3. Estinzione del reato per condotte riparatorie
Se l'imputato dimostra di aver risarcito o riparato il danno, il giudice di pace pronuncia sentenza di estinzione del reato , salvo che reputi tali condotte inidonee a compensare il disvalore dell'illecito e a salvaguardare le esigenze di prevenzione .
Trattasi del meccanismo di definizione alternativa del procedimento previsto dall'art. 35 del decreto legislativo e si applica a tutte le ipotesi di reato appartenenti alla competenza del giudice di pace, siano essi procedibili di ufficio o a querela.
E' un istituto destinato a maggiore fortuna rispetto a quello di cui all'art. 34, in quanto pone rimedio all'inefficacia dell'istituto della improcedibilità per tenuità del fatto ridando equilibrio al sistema fortemente compromesso dalla possibilità offerta alla persona offesa di opporsi alla dichiarazione di improcedibilità, rendendo vano il fine conciliatorio cui si ispira il processo penale del giudice di pace.
L'imputato, il quale chieda la pronuncia di estinzione del reato per condotta riparatoria, deve dimostrare di aver provveduto, prima dell'udienza di comparizione, alla riparazione del danno causato dal reato mediante le restituzioni o il risarcimento e l'eliminazione delle conseguenze dannose o pericolose.
Dal tenore della norme si evince che la condotta riparatoria non si limita al mero risarcimento ma anche alla eliminazione delle conseguenze dannose e pericolose.
In ordine al risarcimento, è ovvio che esso deve essere integrale, a meno che non si tratti di danno non facilmente quantificabile in termini economici, nel qual caso il giudice deve valutare la condotta dell'imputato nella eliminazione delle conseguenze del reato.
Ovviamente, nell'ipotesi in cui non si verifichino conseguenze, l'esame del giudice di pace dovrà limitarsi alla condotta riparatoria economicamente quantificabile.
Sulla necessità dell'integrale risarcimento sono sorti dubbi di costituzionalità della norma, che non fa alcun riferimento alle capacità economiche dell'imputato.
La questione circa i dubbi di costituzionalità può essere superata ove si consideri che il comma 2 dell'art. 35 affida al prudente apprezzamento del giudice di valutare, e ciò anche in contrasto con le richieste della persona offesa, l'idoneità della condotta riparatoria a soddisfare le esigenze di riprovazione del reato e quelle di prevenzione.
Sul versante concernente i presupposti di operatività della causa estintiva, si è ritenuto di dover riconoscere al giudice di pace il potere di sindacare la congruità delle attività risarcitorie, rafforzandone anche i poteri conformativi: si è infatti previsto che, qualora l'imputato chieda di poter riparare e risarcire nel corso dell'udienza di comparizione, il giudice, oltre che assegnare un termine per l'adempimento, possa altresì impartire prescrizioni che, nella maggior parte dei casi e ove possibile, saranno finalizzate all'eliminazione delle cause del reato (Relazione 6).
Per ovviare al rischio che la dichiarazione di estinzione del reato per condotte riparatorie si trasformi in un “mercato delle vacche”, la norma pone come condizione che tali condotte siano tali da soddisfare le esigenze di riprovazione del reato e quelle di prevenzione.
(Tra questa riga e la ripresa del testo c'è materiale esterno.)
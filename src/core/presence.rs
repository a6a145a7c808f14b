//! Presence cache: freshness-gated, rate-limited batch lookups.
//!
//! Owned by the actor thread, so no locking; the in-flight flag is a hard
//! mutual-exclusion gate on the presence service, not an optimization —
//! concurrent batches would mean duplicate billed queries.

use std::collections::{BTreeSet, HashMap};

use crate::state::PresenceDelta;

pub(crate) const PRESENCE_STALE_MS: i64 = 60_000;
pub(crate) const PRESENCE_BATCH_MAX: usize = 25;

/// What `ensure` decided for a set of requested ids.
#[derive(Debug, PartialEq, Eq)]
pub(crate) enum EnsureOutcome {
    /// Every requested id is fresh; read values via `known`.
    Fresh,
    /// A batch is already in flight; nothing queued, caller re-invokes later
    /// or relies on push updates.
    Busy,
    /// The actor must run one service lookup for exactly these ids.
    Batch(Vec<String>),
}

#[derive(Debug, Default)]
pub(crate) struct PresenceCache {
    online: HashMap<String, bool>,
    fetched_at: HashMap<String, i64>,
    // BTreeSet keeps batch composition deterministic.
    pending: BTreeSet<String>,
    in_flight: bool,
    in_flight_ids: BTreeSet<String>,
}

impl PresenceCache {
    pub(crate) fn new() -> Self {
        Self::default()
    }

    /// Last observed value for `id`, from any batch or push update.
    pub(crate) fn known(&self, id: &str) -> Option<bool> {
        self.online.get(id).copied()
    }

    pub(crate) fn in_flight(&self) -> bool {
        self.in_flight
    }

    /// True while `id` sits in the pending set or the in-flight batch, i.e. a
    /// lookup that may still produce a value for it has not concluded.
    pub(crate) fn awaiting(&self, id: &str) -> bool {
        self.pending.contains(id) || self.in_flight_ids.contains(id)
    }

    /// Merge stale/never-fetched ids into the pending set and, unless a batch
    /// is already in flight, take up to [`PRESENCE_BATCH_MAX`] of them.
    pub(crate) fn ensure<'a>(
        &mut self,
        ids: impl IntoIterator<Item = &'a str>,
        now: i64,
    ) -> EnsureOutcome {
        for id in ids {
            if id.is_empty() {
                continue;
            }
            let fresh = self
                .fetched_at
                .get(id)
                .is_some_and(|at| now - at < PRESENCE_STALE_MS);
            if !fresh {
                self.pending.insert(id.to_string());
            }
        }

        if self.in_flight {
            return EnsureOutcome::Busy;
        }
        if self.pending.is_empty() {
            return EnsureOutcome::Fresh;
        }

        let batch: Vec<String> = self
            .pending
            .iter()
            .take(PRESENCE_BATCH_MAX)
            .cloned()
            .collect();
        for id in &batch {
            self.pending.remove(id);
        }
        self.in_flight = true;
        self.in_flight_ids = batch.iter().cloned().collect();
        EnsureOutcome::Batch(batch)
    }

    /// Fold in one batch result. Only ids actually present in the response
    /// are stamped fresh — a failed lookup (empty map) marks nothing.
    pub(crate) fn resolve(&mut self, resolved: &PresenceDelta, now: i64) {
        for (id, online) in resolved {
            self.online.insert(id.clone(), *online);
            self.fetched_at.insert(id.clone(), now);
        }
        self.in_flight = false;
        self.in_flight_ids.clear();
    }

    /// Opportunistic push update; bypasses the staleness gate and does not
    /// stamp `fetched_at` (a later `ensure` may still refetch).
    pub(crate) fn push(&mut self, id: &str, online: bool) {
        self.online.insert(id.to_string(), online);
    }

    pub(crate) fn pending_len(&self) -> usize {
        self.pending.len()
    }
}

#[cfg(test)]
mod tests {
    use super::*;

    fn resolved(pairs: &[(&str, bool)]) -> PresenceDelta {
        pairs
            .iter()
            .map(|(id, on)| (id.to_string(), *on))
            .collect()
    }

    #[test]
    fn fresh_id_triggers_no_batch() {
        let mut cache = PresenceCache::new();
        let EnsureOutcome::Batch(batch) = cache.ensure(["alice"], 0) else {
            panic!("expected batch");
        };
        cache.resolve(&resolved(&[("alice", true)]), 0);
        assert_eq!(batch, vec!["alice".to_string()]);

        // Within the staleness window: no second lookup.
        assert_eq!(
            cache.ensure(["alice"], PRESENCE_STALE_MS - 1),
            EnsureOutcome::Fresh
        );
        assert_eq!(cache.known("alice"), Some(true));

        // Past the window it goes stale again.
        assert!(matches!(
            cache.ensure(["alice"], PRESENCE_STALE_MS),
            EnsureOutcome::Batch(_)
        ));
    }

    #[test]
    fn batch_is_capped_at_twenty_five_with_remainder_pending() {
        let mut cache = PresenceCache::new();
        let ids: Vec<String> = (0..40).map(|i| format!("user{i:02}")).collect();
        let EnsureOutcome::Batch(batch) = cache.ensure(ids.iter().map(|s| s.as_str()), 0) else {
            panic!("expected batch");
        };
        assert_eq!(batch.len(), PRESENCE_BATCH_MAX);
        assert_eq!(cache.pending_len(), 40 - PRESENCE_BATCH_MAX);
    }

    #[test]
    fn ensure_while_in_flight_returns_busy_without_queuing_a_batch() {
        let mut cache = PresenceCache::new();
        assert!(matches!(cache.ensure(["alice"], 0), EnsureOutcome::Batch(_)));
        assert_eq!(cache.ensure(["bob"], 0), EnsureOutcome::Busy);
        assert!(cache.in_flight());
        // Bob stays pending for the next round, not a concurrent one.
        assert_eq!(cache.pending_len(), 1);
    }

    #[test]
    fn failed_lookup_marks_nothing_fresh() {
        let mut cache = PresenceCache::new();
        assert!(matches!(cache.ensure(["alice"], 0), EnsureOutcome::Batch(_)));
        cache.resolve(&PresenceDelta::new(), 0);
        assert!(!cache.in_flight());
        assert_eq!(cache.known("alice"), None);
        // The id is stale again, so the next ensure retries it.
        assert!(matches!(cache.ensure(["alice"], 1), EnsureOutcome::Batch(_)));
    }

    #[test]
    fn awaiting_covers_pending_and_in_flight_ids() {
        let mut cache = PresenceCache::new();
        assert!(matches!(cache.ensure(["alice"], 0), EnsureOutcome::Batch(_)));
        assert_eq!(cache.ensure(["bob"], 0), EnsureOutcome::Busy);
        assert!(cache.awaiting("alice"));
        assert!(cache.awaiting("bob"));
        assert!(!cache.awaiting("carol"));

        // The batch concluded without alice; she is no longer awaited, bob
        // still is (pending for the next round).
        cache.resolve(&PresenceDelta::new(), 0);
        assert!(!cache.awaiting("alice"));
        assert!(cache.awaiting("bob"));
    }

    #[test]
    fn push_updates_bypass_the_staleness_gate() {
        let mut cache = PresenceCache::new();
        cache.push("alice", true);
        assert_eq!(cache.known("alice"), Some(true));
        // Push does not stamp freshness; ensure still wants a fetch.
        assert!(matches!(cache.ensure(["alice"], 0), EnsureOutcome::Batch(_)));
    }

    #[test]
    fn partial_response_leaves_missing_ids_stale() {
        let mut cache = PresenceCache::new();
        assert!(matches!(
            cache.ensure(["alice", "bob"], 0),
            EnsureOutcome::Batch(_)
        ));
        cache.resolve(&resolved(&[("alice", false)]), 0);
        assert_eq!(cache.known("alice"), Some(false));
        assert_eq!(cache.known("bob"), None);
        assert!(matches!(cache.ensure(["bob"], 1), EnsureOutcome::Batch(_)));
    }
}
Il giudizio sulla congruità della condotta riparatoria spetta al giudice.
Secondo alcuni autori, l'estinzione del reato conseguente a condotte riparatorie avrebbe “una funzione essenzialmente deflativa, finalizzata cioè ad evitare una prosecuzione del giudizio: funzione la cui esplicazione dipende dalle scelte, o, per meglio dire, dalle iniziative restitutorie o riparatorie dell'imputato” (E. Aprile 2003).
Noi riteniamo che una simile concezione sia fortemente riduttiva. Infatti, a norma dell'art. 35, comma 2, del decreto legislativo, le attività riparatorie, oltre ad essere ritenute sufficienti sotto il profilo del quantum, devono essere idonee a soddisfare le esigenze di riprovazione del reato e quelle di prevenzione e, quindi, finalizzate a correggere ed orientare i comportamenti dell'imputato (funzione pedagogica).
La Cassazione (Cass. pen., sez. V, 24.3.2005, n. 14070, CP 2006, 9 2914) ha precisato che la declaratoria di estinzione del reato conseguente a condotte riparatorie, così come quella di improcedibilità nei casi di particolare tenuità del fatto, oltre a costituire forma alternativa del procedimento penale innanzi al giudice di pace, ha una funzione conciliativa finalizzata alla riprovazione, da parte dell'imputato, del suo comportamento “criminoso”:
La speciale causa di estinzione del reato prevista dall'art. 35 d.lg. 28 agosto 2000 n. 274, non opera in presenza della sola dimostrazione, da parte dell'imputato, dell'avvenuta riparazione del danno cagionato alla vittima, mediante le restituzioni o il risarcimento nonché l'eliminazione delle conseguenze dannose o pericolose del reato, ma è necessario che il giudice ritenga che tali attività riparatorie risultino in concreto idonee a soddisfare le esigenze di riprovazione del reato e quelle di prevenzione, in modo da assicurare comunque una valenza retributiva e di prevenzione speciale all'intervento giurisdizionale dinanzi a condotte di particolare gravità e pericolosità. (Fattispecie in cui la Corte ha ritenuto l'idoneità dell'offerta reale a costituire la condotta riparatoria normativamente prevista quale causa estintiva del reato, tenuto conto dell'entità del fatto, del pericolo di reiterazione del reato, della personalità dell'imputato, del comportamento susseguente alla commissione del fatto criminoso, della finalità pacificatoria della condotta e degli interessi in gioco, pur in presenza di un rifiuto dell'offerta da parte della persona offesa, non per sua soggettiva incongruità, ma solo per la sua volontà di vedere comunque perseguito l'imputato).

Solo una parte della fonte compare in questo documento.